(Collected data)
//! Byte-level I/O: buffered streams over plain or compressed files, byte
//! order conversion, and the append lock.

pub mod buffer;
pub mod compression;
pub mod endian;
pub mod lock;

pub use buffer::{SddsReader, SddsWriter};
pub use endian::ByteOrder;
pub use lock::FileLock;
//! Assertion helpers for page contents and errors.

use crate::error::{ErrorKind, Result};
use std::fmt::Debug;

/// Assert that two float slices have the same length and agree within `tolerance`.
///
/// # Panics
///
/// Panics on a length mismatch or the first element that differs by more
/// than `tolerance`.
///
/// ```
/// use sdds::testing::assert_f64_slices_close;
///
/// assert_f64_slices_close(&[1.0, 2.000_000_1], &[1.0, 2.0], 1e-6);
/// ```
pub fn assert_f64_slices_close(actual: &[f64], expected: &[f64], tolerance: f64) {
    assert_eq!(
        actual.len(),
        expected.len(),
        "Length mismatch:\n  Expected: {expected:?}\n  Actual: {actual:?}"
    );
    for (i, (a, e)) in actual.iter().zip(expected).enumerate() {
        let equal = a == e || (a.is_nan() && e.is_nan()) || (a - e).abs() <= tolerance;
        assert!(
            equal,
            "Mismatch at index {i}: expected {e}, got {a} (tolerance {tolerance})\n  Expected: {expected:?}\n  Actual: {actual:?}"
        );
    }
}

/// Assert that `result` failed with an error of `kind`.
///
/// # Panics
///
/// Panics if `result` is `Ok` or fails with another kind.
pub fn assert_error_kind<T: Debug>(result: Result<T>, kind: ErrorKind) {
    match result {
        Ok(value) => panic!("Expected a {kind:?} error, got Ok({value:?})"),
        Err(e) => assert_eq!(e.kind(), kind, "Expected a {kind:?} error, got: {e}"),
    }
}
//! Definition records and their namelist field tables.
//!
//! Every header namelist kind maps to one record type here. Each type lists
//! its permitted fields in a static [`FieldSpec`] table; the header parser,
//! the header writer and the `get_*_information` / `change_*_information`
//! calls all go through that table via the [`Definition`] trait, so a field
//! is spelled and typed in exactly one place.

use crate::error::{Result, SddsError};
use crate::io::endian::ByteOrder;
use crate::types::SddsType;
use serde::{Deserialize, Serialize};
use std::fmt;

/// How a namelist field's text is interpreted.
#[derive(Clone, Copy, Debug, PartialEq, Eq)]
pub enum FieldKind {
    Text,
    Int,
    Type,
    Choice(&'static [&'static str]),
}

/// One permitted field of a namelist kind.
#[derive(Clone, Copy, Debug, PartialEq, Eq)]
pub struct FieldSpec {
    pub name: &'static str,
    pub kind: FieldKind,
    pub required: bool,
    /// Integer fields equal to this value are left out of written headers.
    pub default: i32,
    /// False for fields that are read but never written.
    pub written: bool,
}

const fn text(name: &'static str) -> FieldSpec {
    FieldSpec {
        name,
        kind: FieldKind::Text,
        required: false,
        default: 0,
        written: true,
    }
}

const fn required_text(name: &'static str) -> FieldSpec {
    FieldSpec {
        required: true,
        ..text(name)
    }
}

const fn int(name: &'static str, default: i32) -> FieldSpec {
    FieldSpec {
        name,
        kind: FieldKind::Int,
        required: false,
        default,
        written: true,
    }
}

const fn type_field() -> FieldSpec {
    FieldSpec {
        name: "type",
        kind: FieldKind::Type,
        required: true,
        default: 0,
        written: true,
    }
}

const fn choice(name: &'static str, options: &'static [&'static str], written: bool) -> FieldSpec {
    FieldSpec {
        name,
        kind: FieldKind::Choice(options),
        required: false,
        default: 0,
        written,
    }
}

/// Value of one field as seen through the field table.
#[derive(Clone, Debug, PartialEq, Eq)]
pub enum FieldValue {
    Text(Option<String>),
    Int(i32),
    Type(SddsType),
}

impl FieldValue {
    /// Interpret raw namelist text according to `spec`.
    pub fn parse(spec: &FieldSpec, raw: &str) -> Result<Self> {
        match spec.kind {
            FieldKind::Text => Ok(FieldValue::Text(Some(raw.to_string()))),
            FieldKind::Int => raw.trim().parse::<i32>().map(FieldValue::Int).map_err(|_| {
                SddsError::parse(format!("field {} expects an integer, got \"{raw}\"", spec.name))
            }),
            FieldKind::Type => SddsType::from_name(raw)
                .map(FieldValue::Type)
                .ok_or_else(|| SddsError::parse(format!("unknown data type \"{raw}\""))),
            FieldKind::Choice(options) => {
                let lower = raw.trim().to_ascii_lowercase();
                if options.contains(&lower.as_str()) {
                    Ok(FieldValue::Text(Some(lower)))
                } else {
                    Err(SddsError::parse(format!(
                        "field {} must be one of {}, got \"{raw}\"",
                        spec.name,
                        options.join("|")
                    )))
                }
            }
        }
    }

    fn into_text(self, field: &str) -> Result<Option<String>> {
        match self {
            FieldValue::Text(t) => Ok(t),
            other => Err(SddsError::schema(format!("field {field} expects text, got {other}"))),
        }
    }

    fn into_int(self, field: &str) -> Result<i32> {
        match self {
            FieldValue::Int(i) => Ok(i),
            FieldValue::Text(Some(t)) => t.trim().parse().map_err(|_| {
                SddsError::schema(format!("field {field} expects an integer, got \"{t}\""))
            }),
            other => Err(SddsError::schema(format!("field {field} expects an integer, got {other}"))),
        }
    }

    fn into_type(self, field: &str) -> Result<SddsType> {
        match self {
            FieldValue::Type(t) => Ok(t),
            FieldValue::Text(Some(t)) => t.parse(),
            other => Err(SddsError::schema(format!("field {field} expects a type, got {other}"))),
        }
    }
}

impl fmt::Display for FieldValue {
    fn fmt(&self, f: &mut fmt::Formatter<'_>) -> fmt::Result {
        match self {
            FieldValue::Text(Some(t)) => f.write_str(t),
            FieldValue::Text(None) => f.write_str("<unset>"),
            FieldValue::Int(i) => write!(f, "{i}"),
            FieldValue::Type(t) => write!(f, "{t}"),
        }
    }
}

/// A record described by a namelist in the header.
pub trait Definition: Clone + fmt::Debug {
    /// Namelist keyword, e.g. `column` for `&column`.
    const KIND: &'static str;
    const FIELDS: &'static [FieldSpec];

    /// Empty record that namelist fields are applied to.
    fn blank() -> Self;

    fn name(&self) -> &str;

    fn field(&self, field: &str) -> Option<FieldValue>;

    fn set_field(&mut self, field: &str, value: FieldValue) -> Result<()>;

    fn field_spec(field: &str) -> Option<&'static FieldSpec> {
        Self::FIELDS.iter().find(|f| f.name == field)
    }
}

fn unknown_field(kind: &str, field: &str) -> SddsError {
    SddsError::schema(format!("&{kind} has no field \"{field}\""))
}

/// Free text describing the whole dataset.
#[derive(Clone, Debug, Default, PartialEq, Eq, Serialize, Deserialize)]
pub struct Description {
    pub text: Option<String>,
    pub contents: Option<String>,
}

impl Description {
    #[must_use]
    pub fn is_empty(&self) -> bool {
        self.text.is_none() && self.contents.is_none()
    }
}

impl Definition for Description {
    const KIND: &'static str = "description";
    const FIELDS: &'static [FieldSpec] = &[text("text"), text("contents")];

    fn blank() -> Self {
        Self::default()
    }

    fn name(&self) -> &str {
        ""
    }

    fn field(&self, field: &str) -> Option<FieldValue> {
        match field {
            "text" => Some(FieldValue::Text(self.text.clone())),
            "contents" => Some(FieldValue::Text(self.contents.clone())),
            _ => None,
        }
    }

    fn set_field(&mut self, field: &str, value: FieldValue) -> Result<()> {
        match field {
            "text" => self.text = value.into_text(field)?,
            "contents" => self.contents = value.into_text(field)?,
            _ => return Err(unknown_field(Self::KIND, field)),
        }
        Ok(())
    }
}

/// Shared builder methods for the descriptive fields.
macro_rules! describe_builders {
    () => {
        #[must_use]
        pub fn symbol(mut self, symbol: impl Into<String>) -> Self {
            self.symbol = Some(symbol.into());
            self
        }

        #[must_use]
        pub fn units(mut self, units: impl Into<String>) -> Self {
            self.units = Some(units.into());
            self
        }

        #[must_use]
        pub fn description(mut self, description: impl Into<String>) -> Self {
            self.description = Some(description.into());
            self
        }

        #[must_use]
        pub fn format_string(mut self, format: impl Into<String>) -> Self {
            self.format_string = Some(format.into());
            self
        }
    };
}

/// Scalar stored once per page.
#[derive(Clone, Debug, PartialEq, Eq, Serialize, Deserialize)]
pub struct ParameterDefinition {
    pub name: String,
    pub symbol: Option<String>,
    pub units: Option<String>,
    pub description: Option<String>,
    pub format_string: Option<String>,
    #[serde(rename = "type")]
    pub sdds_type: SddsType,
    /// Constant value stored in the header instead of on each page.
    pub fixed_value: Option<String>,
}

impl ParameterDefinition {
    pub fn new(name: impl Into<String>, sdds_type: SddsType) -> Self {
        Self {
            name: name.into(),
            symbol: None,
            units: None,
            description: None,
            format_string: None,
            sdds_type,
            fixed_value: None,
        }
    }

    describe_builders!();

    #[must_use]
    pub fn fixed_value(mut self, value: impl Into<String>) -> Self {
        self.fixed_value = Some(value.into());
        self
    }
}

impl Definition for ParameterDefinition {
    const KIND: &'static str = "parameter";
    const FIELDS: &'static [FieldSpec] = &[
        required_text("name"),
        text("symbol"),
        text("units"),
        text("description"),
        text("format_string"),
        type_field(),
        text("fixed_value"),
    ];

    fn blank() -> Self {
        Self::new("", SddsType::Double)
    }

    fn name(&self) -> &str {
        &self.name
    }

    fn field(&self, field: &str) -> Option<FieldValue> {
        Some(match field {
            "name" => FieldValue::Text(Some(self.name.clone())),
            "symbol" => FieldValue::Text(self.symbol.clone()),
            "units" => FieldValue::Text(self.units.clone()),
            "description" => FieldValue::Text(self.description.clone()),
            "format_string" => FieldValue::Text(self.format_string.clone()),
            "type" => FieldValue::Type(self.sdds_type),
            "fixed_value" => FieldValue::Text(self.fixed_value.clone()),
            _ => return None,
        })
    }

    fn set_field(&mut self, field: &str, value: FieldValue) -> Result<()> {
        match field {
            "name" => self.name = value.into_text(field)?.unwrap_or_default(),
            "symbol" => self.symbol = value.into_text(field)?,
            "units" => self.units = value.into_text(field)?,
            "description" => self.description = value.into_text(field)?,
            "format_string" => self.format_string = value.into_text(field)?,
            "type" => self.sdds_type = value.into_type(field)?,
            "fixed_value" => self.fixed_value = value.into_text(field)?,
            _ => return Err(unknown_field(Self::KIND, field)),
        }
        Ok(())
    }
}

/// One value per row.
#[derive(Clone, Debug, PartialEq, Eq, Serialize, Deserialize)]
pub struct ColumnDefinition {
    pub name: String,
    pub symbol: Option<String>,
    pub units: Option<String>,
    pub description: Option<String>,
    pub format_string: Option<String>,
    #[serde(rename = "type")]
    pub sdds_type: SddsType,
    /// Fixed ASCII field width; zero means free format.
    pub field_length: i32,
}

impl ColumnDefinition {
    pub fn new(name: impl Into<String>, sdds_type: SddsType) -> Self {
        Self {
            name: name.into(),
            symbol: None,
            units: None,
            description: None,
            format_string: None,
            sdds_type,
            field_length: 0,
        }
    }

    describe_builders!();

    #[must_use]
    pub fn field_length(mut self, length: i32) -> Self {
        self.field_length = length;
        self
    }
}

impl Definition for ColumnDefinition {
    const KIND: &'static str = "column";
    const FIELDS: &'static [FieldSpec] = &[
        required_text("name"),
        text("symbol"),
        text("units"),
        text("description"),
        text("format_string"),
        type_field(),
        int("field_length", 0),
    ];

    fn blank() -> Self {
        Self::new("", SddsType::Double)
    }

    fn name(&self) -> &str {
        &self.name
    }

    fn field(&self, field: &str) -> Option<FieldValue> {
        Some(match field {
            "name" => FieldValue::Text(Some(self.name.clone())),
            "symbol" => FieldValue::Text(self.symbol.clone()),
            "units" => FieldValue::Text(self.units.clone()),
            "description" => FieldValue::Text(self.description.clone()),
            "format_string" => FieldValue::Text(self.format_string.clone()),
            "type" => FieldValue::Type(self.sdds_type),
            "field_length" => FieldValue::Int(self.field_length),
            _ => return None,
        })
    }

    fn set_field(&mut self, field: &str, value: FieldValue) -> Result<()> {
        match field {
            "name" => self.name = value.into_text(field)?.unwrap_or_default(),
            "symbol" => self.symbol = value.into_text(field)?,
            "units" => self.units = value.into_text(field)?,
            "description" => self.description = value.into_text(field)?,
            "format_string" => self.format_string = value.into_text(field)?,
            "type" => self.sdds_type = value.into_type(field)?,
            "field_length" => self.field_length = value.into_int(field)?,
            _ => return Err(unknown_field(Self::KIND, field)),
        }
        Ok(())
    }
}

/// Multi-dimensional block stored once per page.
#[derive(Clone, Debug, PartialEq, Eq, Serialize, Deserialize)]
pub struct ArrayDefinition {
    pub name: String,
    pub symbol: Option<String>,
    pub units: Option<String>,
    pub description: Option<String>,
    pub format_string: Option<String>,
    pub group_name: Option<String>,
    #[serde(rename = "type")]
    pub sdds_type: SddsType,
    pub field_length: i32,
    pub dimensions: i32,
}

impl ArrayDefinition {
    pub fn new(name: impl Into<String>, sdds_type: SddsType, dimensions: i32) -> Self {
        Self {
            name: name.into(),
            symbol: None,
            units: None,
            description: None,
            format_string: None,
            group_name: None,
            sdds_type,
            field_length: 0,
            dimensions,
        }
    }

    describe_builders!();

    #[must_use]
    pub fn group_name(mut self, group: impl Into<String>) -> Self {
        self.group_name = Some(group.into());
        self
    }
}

PROBLEM DETAILS:
A line qualifies when it holds the word "actual"; report all qualifying lines from the records above.

TASK ANSWER:
pub fn assert_f64_slices_close(actual: &[f64], expected: &[f64], tolerance: f64) {
        actual.len(),
        "Length mismatch:\n  Expected: {expected:?}\n  Actual: {actual:?}"
    for (i, (a, e)) in actual.iter().zip(expected).enumerate() {
            "Mismatch at index {i}: expected {e}, got {a} (tolerance {tolerance})\n  Expected: {expected:?}\n  Actual: {actual:?}"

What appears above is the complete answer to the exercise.